Plato suggests that we tend to derive humor from the vices of others, namely the weak and powerless (12), but is this to say that the individual who actively chooses not to retaliate when he or she is the target of another’s humor is somehow flawed? Plato reduces laughter to the conflation of malice and the pleasure it supposedly brings us. Closely tied to Plato, Hobbes’s theory seemingly places individuals against one another. His concept of laughter seems to stem from the delight we are to take in discovering that we are in some way superior or greater than another. Though this view of humor is certainly valid, it is in no way Humor altogether.
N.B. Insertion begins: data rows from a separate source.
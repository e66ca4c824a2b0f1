use anyhow::Result;
use schemars::JsonSchema;
use serde::{Deserialize, Serialize};

#[derive(Debug, Serialize, Deserialize, Clone, Copy, Default, PartialEq, Eq, JsonSchema)]
pub struct ChangeCounts {
    pub added: usize,
    pub modified: usize,
    pub removed: usize,
}

impl ChangeCounts {
    pub const fn total(&self) -> usize {
        self.added + self.modified + self.removed
    }

    pub const fn is_empty(&self) -> bool {
        self.total() == 0
    }
}

/// Consumed by the pull-request tooling
#[derive(Debug, Serialize, Deserialize, Clone, Default, PartialEq, Eq, JsonSchema)]
pub struct ChangeManifest {
    pub updated_files: Vec<String>,
    pub changes_applied: ChangeCounts,
}

#[derive(Debug, Serialize, Deserialize, Clone, Copy, PartialEq, Eq, Hash, JsonSchema)]
#[serde(rename_all = "snake_case")]
pub enum SkipReason {
    Component,
    Excluded,
    /// Base collection handled through its mode collections
    Covered,
    Unmapped,
    MissingLocalFile,
    Structural,
}

impl SkipReason {
    pub const fn as_str(self) -> &'static str {
        match self {
            Self::Component => "component",
            Self::Excluded => "excluded",
            Self::Covered => "covered",
            Self::Unmapped => "unmapped",
            Self::MissingLocalFile => "missing_local_file",
            Self::Structural => "structural",
        }
    }
}

#[derive(Debug, Serialize, Deserialize, Clone, PartialEq, Eq, JsonSchema)]
pub struct SkippedCollection {
    pub collection: String,
    pub reason: SkipReason,
    #[serde(default, skip_serializing_if = "Option::is_none")]
    pub detail: Option<String>,
}

#[derive(Debug, Serialize, Deserialize, Clone, PartialEq, Eq, JsonSchema)]
pub struct SkippedRecord {
    pub key: String,
    pub reason: String,
}

#[derive(Debug, Serialize, Deserialize, Clone, PartialEq, Eq, JsonSchema)]
pub struct IoFailure {
    pub path: String,
    pub message: String,
}

/// End-of-run summary; printed for every sync, including no-op runs
#[derive(Debug, Serialize, Deserialize, Clone, Default, PartialEq, Eq, JsonSchema)]
pub struct SyncSummary {
    pub dry_run: bool,
    pub changes: ChangeCounts,
    pub unchanged: usize,
    pub updated_files: Vec<String>,
    #[serde(default)]
    pub skipped_collections: Vec<SkippedCollection>,
    #[serde(default)]
    pub skipped_records: Vec<SkippedRecord>,
    #[serde(default)]
    pub warnings: Vec<String>,
    #[serde(default)]
    pub io_errors: Vec<IoFailure>,
}

impl SyncSummary {
    pub fn has_io_errors(&self) -> bool {
        !self.io_errors.is_empty()
    }

    pub fn manifest(&self) -> ChangeManifest {
        ChangeManifest {
            updated_files: self.updated_files.clone(),
            changes_applied: self.changes,
        }
    }
}

/// Result of regenerating artifacts outside a sync
#[derive(Debug, Serialize, Deserialize, Clone, Default, PartialEq, Eq, JsonSchema)]
pub struct GenerateSummary {
    pub written: Vec<String>,
    #[serde(default)]
    pub warnings: Vec<String>,
    #[serde(default)]
    pub io_errors: Vec<IoFailure>,
}

impl GenerateSummary {
    pub fn has_io_errors(&self) -> bool {
        !self.io_errors.is_empty()
    }
}

#[derive(Debug, Serialize, Deserialize, Clone, PartialEq, Eq, JsonSchema)]
pub struct TokenHit {
    /// Dotted path from the file root (`semantic.color.surface.default`)
    pub path: String,
    /// Resolved literal, or the raw pointer when resolution failed
    pub value: String,
    pub package: String,
    pub file: String,
    pub domain: String,
    pub css_var: String,
    #[serde(default, skip_serializing_if = "Option::is_none")]
    pub reference: Option<String>,
}

#[derive(Debug, Serialize, Deserialize, Clone, PartialEq, Eq, JsonSchema)]
pub struct SearchResponse {
    pub query: String,
    pub total: usize,
    pub hits: Vec<TokenHit>,
}

#[derive(Debug, Serialize, Deserialize, Clone, PartialEq, Eq, JsonSchema)]
pub struct PackageListing {
    pub name: String,
    pub files: Vec<String>,
}

pub fn serialize_json<T: Serialize>(value: &T) -> Result<String> {
    serde_json::to_string(value).map_err(Into::into)
}

/// Two-space pretty JSON with a trailing newline
pub fn serialize_json_pretty<T: Serialize>(value: &T) -> Result<String> {
    let mut out = serde_json::to_string_pretty(value)?;
    out.push('\n');
    Ok(out)
}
Even Kant’s concentration on the physical aspect of laughter ultimately neglects the body’s spiritual counterpart. His understanding of the expectation or anticipation prior to the nothingness seems, at first, to hint at the stimulation of the mind (47). But he quickly clarifies that the mind is only frustrated by a desire to understand. Furthermore, it is Kant’s submission to the Epicurean conception of animal gratification or bodily sensation and its detachment from the spiritual which is alarming (49). His direction takes us from the mind to a concentration of the body. I would prefer to think that it is the physical reactions of the body which indicate some reason, some truth behind such a response, that a bodily reaction such as intense intestinal laughter leads the individual towards greater understanding (why or what is really eliciting this physical response?) Contrary, yet similarly to Kant, Kierkegaard seems to believe that the contradiction of that which we would naturally expect or assume is the main source for laughter.
When reading these scholars, it is important to keep in mind that today as well as tomorrow’s whole person is not quite the same individual they were referring to (Kolvenbach); however, there is simultaneously a transcendent quality shared by all human beings. The solidarity promoted by Kolvenbach challenges readers to take these concepts and test them through contact in and with the world (34). The aforementioned arguments are legitimate, smart insights as to the question of humor, laughter, and their purpose; however, they must be read in conversation with one another so readers may come away with a more enriching understanding of humor and its relationship to human behavior.